The Ombudsman’s role and powers

  1. We investigate complaints about ‘maladministration’ and ‘service failure’. In this statement, I have used the word fault to refer to these. We must also consider whether any fault has had an adverse impact on the person making the complaint. I refer to this as ‘injustice’. If there has been fault which has caused significant injustice, or that could cause injustice to others in the future we may suggest a remedy. (Local Government Act 1974, sections 26(1) and 26A(1), as amended)
  2. Service failure can happen when an organisation fails to provide a service as it should have done because of circumstances outside its control. We do not need to show any blame, intent, flawed policy or process, or bad faith by an organisation to say service failure (fault) has occurred. (Local Government Act 1974, sections 26(1), as amended)
  3. If we are satisfied with an organisation’s actions or proposed actions, we can complete our investigation and issue a decision statement. (Local Government Act 1974, section 30(1B) and 34H(1), as amended)
  4. Under our information sharing agreement, we will share this decision with the Office for Standards in Education, Children’s Services and Skills (Ofsted).

Back to top

How I considered this complaint

  1. I considered evidence provided by Mrs X and the Council as well as relevant law, policy and guidance.
  2. Mrs X and the Council have had an opportunity to comment on my draft decision. I considered their comments before making a final decision.

Back to top

What I found

The Law

Education, Health and Care (EHC) Plans

  1. A child or young person with special educational needs may have an Education, Health and Care (EHC) Plan. This document sets out the child’s needs and what arrangements should be made to meet them. The EHC Plan is set out in sections. We cannot direct changes to the sections about their needs, education, or the name of the educational placement. Only the Tribunal or the council can do this. 
  2. Statutory guidance ‘Special educational needs and disability code of practice: 0 to 25 years’ (‘the Code’) sets out the process for carrying out EHC assessments and producing EHC Plans. The guidance is based on the Children and Families Act 2014 and the SEN Regulations 2014. It says the following: 
  • Where the council receives a request for an EHC needs assessment it must decide whether to agree to the assessment and send its decision to the parent of the child or the young person within six weeks. 
  • The process of assessing needs and developing EHC Plans “must be carried out in a timely manner”. Steps must be completed as soon as practicable. 
  • If the council goes on to carry out an assessment, it must decide whether to issue an EHC Plan or refuse to issue a Plan within 16 weeks.
  • If the council goes on to issue an EHC Plan, the whole process from the point when an assessment is requested until the final EHC Plan is issued must take no more than 20 weeks (unless certain specific circumstances apply);  
  1. The council has a duty to make sure the child or young person receives the special educational provision set out in section F of an EHC Plan (Section 42 Children and Families Act).

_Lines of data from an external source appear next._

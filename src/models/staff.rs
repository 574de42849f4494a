// src/models/staff.rs

use std::fmt;

use chrono::{DateTime, Utc};
use serde::{Deserialize, Serialize};
use sqlx::FromRow;
use utoipa::ToSchema;
use uuid::Uuid;
use validator::Validate;

// A senha nunca sai do banco: o SELECT nem traz a coluna.
#[derive(Debug, Clone, Serialize, Deserialize, FromRow, ToSchema)]
#[serde(rename_all = "camelCase")]
pub struct Staff {
    pub id: Uuid,

    #[schema(example = "Aziz")]
    pub first_name: String,

    #[schema(example = "Karimov")]
    pub last_name: Option<String>,

    pub phone: Option<String>,

    #[schema(example = "aziz.k")]
    pub login: String,

    #[schema(example = "cashier")]
    pub staff_type: String,

    pub magazin_id: Uuid,

    pub created_at: DateTime<Utc>,
    pub updated_at: DateTime<Utc>,
}

#[derive(Clone, Deserialize, Validate, ToSchema)]
#[serde(rename_all = "camelCase")]
pub struct CreateStaff {
    #[validate(length(min = 1, message = "firstName is required"))]
    pub first_name: String,

    pub last_name: Option<String>,

    pub phone: Option<String>,

    #[validate(length(min = 1, message = "login is required"))]
    pub login: String,

    #[validate(length(min = 6, message = "password must have at least 6 characters"))]
    pub password: String,

    #[validate(length(min = 1, message = "staffType is required"))]
    pub staff_type: String,

    pub magazin_id: Uuid,
}

#[derive(Clone, Deserialize, Validate, ToSchema)]
#[serde(rename_all = "camelCase")]
pub struct UpdateStaff {
    #[validate(length(min = 1, message = "firstName is required"))]
    pub first_name: String,
    pub last_name: Option<String>,
    pub phone: Option<String>,
    #[validate(length(min = 1, message = "login is required"))]
    pub login: String,
    #[validate(length(min = 6, message = "password must have at least 6 characters"))]
    pub password: String,
    #[validate(length(min = 1, message = "staffType is required"))]
    pub staff_type: String,
    pub magazin_id: Uuid,
}

// Debug manual: o request é logado na entrada e a senha não pode aparecer
impl fmt::Debug for CreateStaff {
    fn fmt(&self, f: &mut fmt::Formatter<'_>) -> fmt::Result {
        f.debug_struct("CreateStaff")
            .field("first_name", &self.first_name)
            .field("last_name", &self.last_name)
            .field("phone", &self.phone)
            .field("login", &self.login)
            .field("password", &"***")
            .field("staff_type", &self.staff_type)
            .field("magazin_id", &self.magazin_id)
            .finish()
    }
}

impl fmt::Debug for UpdateStaff {
    fn fmt(&self, f: &mut fmt::Formatter<'_>) -> fmt::Result {
        f.debug_struct("UpdateStaff")
            .field("first_name", &self.first_name)
            .field("last_name", &self.last_name)
            .field("phone", &self.phone)
            .field("login", &self.login)
            .field("password", &"***")
            .field("staff_type", &self.staff_type)
            .field("magazin_id", &self.magazin_id)
            .finish()
    }
}

#[derive(Debug, Clone, Serialize, ToSchema)]
#[serde(rename_all = "camelCase")]
pub struct GetListStaffResponse {
    pub count: i64,
    pub staffs: Vec<Staff>,
}

#[cfg(test)]
mod tests {
    use super::*;

    #[test]
    fn debug_output_hides_password() {
        let req = CreateStaff {
            first_name: "Aziz".into(),
            last_name: None,
            phone: None,
            login: "aziz".into(),
            password: "hunter22".into(),
            staff_type: "cashier".into(),
            magazin_id: Uuid::nil(),
        };
        let printed = format!("{req:?}");
        assert!(!printed.contains("hunter22"));
        assert!(printed.contains("***"));
    }
}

The Courts have said the duty to arrange this provision is owed personally to the child and is non-delegable. This means if the council asks another organisation to make the provision and that organisation fails to do so, the council remains liable (R v London Borough of Harrow ex parte M [1997] ELR 62), (R v North Tyneside Borough Council [2010] EWCA Civ 135)  
  2. We accept it is not practical for councils to keep a ‘watching brief’ on whether schools and others are providing all the special educational provision in section F for every pupil with an EHC Plan. We consider councils should be able to demonstrate appropriate oversight in gathering information to fulfil their legal duty. At a minimum we expect them to have systems in place to: 
  • check the special educational provision is in place when a new or amended EHC Plan is issued or there is a change in educational placement; 
  • check the provision at least annually during the EHC review process; and 
  • quickly investigate and act on complaints or concerns raised that the provision is not in place at any time. 

Alternative provision

  1. Councils must arrange suitable education at school or elsewhere for pupils who are out of school because of exclusion, illness or for other reasons, if they would not receive suitable education without such arrangements. The provision generally should be full-time unless it is not in the child’s interests. (Education Act 1996, section 19). We refer to this as section 19 or alternative education provision.
  2. This applies to all children of compulsory school age living in the local council area, whether or not they are on the roll of a school. (Statutory guidance ‘Alternative Provision’ January 2013)
  3. The courts have considered the circumstances where the section 19 duty applies. Caselaw has established that a council will have a duty to provide alternative education under section 19 if there is no suitable education available to the child which is “reasonably practicable” for the child to access. The “acid test” is whether educational provision the council has offered is “available and accessible to the child”. (R (on the application of DS) v Wolverhampton City Council 2017)

What happened

  1. Mrs X’s child, Y, is autistic and struggled to attend school up to December 2023. In January 2024 Y stopped attending school completely but remained on the school roll. At the same time Mrs X asked the Council to carry out an Education, Health and Care (EHC) need assessment of Y. The Council acknowledged this request on 12 January 2024.
  2. The Council agreed to the EHC needs assessment in February 2024. It received reports from an occupational therapist and educational psychologist and agreed to issue an EHC Plan. It issued a draft EHC Plan on 5 April 2024 and began consulting with schools for Y.
  3. Following the consultation one school said it could meet Y’s needs. Mrs X decided this school was not suitable and formally requested an Education, Other than at School (EOTAS) package in early July 2024. Following this another special school said it could meet Y’s needs and Mrs X decided it was a suitable placement. However, the Council’s panel decided it was not a suitable placement for Y and recommended an alternative placement type in an SEN Hub attached to a mainstream school.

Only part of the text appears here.